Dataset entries
use std::io::{BufRead, Write};
use std::path::PathBuf;
use std::sync::Arc;
use std::time::Duration;

use clap::{Parser, Subcommand};
use tracing_subscriber::EnvFilter;

use agency_admin::client::{
    has_unmigrated_settings, CategoryFilter, ClientConfig, HttpAdminClient, JsonFileStore, KeyValueStore,
    LoadState, MigrationEngine, Prompt, VaultController, ADMIN_AUTH_KEY,
};

#[derive(Parser, Debug)]
#[command(author, version, about = "Move legacy admin settings into the secrets vault", long_about = None)]
struct Args {
    /// JSON export of the browser's local storage
    #[arg(short, long, default_value = "local_storage.json")]
    file: PathBuf,

    /// Base URL of the admin backend
    #[arg(short, long, default_value = "http://localhost:5000")]
    api_url: String,

    /// Log in with this admin password and keep the session in the file
    #[arg(short, long)]
    password: Option<String>,

    /// Request timeout in seconds
    #[arg(long, default_value_t = 30)]
    timeout: u64,

    #[command(subcommand)]
    command: Command,
}

#[derive(Subcommand, Debug)]
enum Command {
    /// Report legacy entries that have not been moved yet
    Check,
    /// Upsert every legacy entry into the vault
    Migrate,
    /// Copy the server's project secrets into the vault
    Import {
        /// Do not ask for confirmation
        #[arg(short, long)]
        yes: bool,
    },
    /// Print the vault contents
    List {
        /// webhooks, analytics, integrations, api_keys, general or all
        #[arg(short, long, default_value = "all")]
        category: String,
    },
}

struct TerminalPrompt {
    assume_yes: bool,
}

impl Prompt for TerminalPrompt {
    fn alert(&self, message: &str) {
        println!("{}", message);
    }

    fn confirm(&self, question: &str) -> bool {
        if self.assume_yes {
            return true;
        }
        print!("{} [y/N] ", question);
        let _ = std::io::stdout().flush();

        let mut answer = String::new();
        if std::io::stdin().lock().read_line(&mut answer).is_err() {
            return false;
        }
        matches!(answer.trim().to_lowercase().as_str(), "y" | "yes")
    }
}

#[tokio::main]
async fn main() -> anyhow::Result<()> {
    tracing_subscriber::fmt()
        .with_env_filter(EnvFilter::try_from_default_env().unwrap_or_else(|_| EnvFilter::new("info")))
        .init();

    let args = Args::parse();

    let store = Arc::new(JsonFileStore::open(&args.file)?);
    let client = HttpAdminClient::new(ClientConfig {
        timeout: Duration::from_secs(args.timeout),
        ..ClientConfig::new(args.api_url.as_str())
    })?;

    if let Some(password) = &args.password {
        let token = client.login(password).await?;
        store.set(ADMIN_AUTH_KEY, &token)?;
        tracing::info!("Session stored in {}", store.path().display());
    }

    match args.command {
        Command::Check => {
            if !has_unmigrated_settings(store.as_ref()) {
                println!("No legacy settings found in {}", store.path().display());
                return Ok(());
            }
            let engine = MigrationEngine::new(store.as_ref(), &client);
            let records = engine.collect_records()?;
            println!("{} setting(s) waiting to be migrated:", records.len());
            for record in records {
                println!("  {:<28} {}", record.key, record.category);
            }
        }
        Command::Migrate => {
            let report = MigrationEngine::new(store.as_ref(), &client).migrate().await?;
            println!("{}", serde_json::to_string_pretty(&report)?);
        }
        Command::Import { yes } => {
            let mut vault = VaultController::new(client, TerminalPrompt { assume_yes: yes }, store);
            vault.import_from_project_secrets().await;
        }
        Command::List { category } => {
            let filter: CategoryFilter = category.parse().map_err(anyhow::Error::msg)?;
            let mut vault = VaultController::new(client, TerminalPrompt { assume_yes: false }, store);
            vault.select_category(filter).await;
            if let LoadState::Error(message) = &vault.state {
                anyhow::bail!("Failed to load settings: {}", message);
            }
            for setting in &vault.settings {
                println!(
                    "{:<28} {:<13} {}",
                    setting.key,
                    setting.category.as_str(),
                    setting.description.as_deref().unwrap_or("")
                );
            }
        }
    }

    Ok(())
}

Work required
Return each line from the data where the string "await" can be found.

Solution below
        let token = client.login(password).await?;
            let report = MigrationEngine::new(store.as_ref(), &client).migrate().await?;
            vault.import_from_project_secrets().await;
            vault.select_category(filter).await;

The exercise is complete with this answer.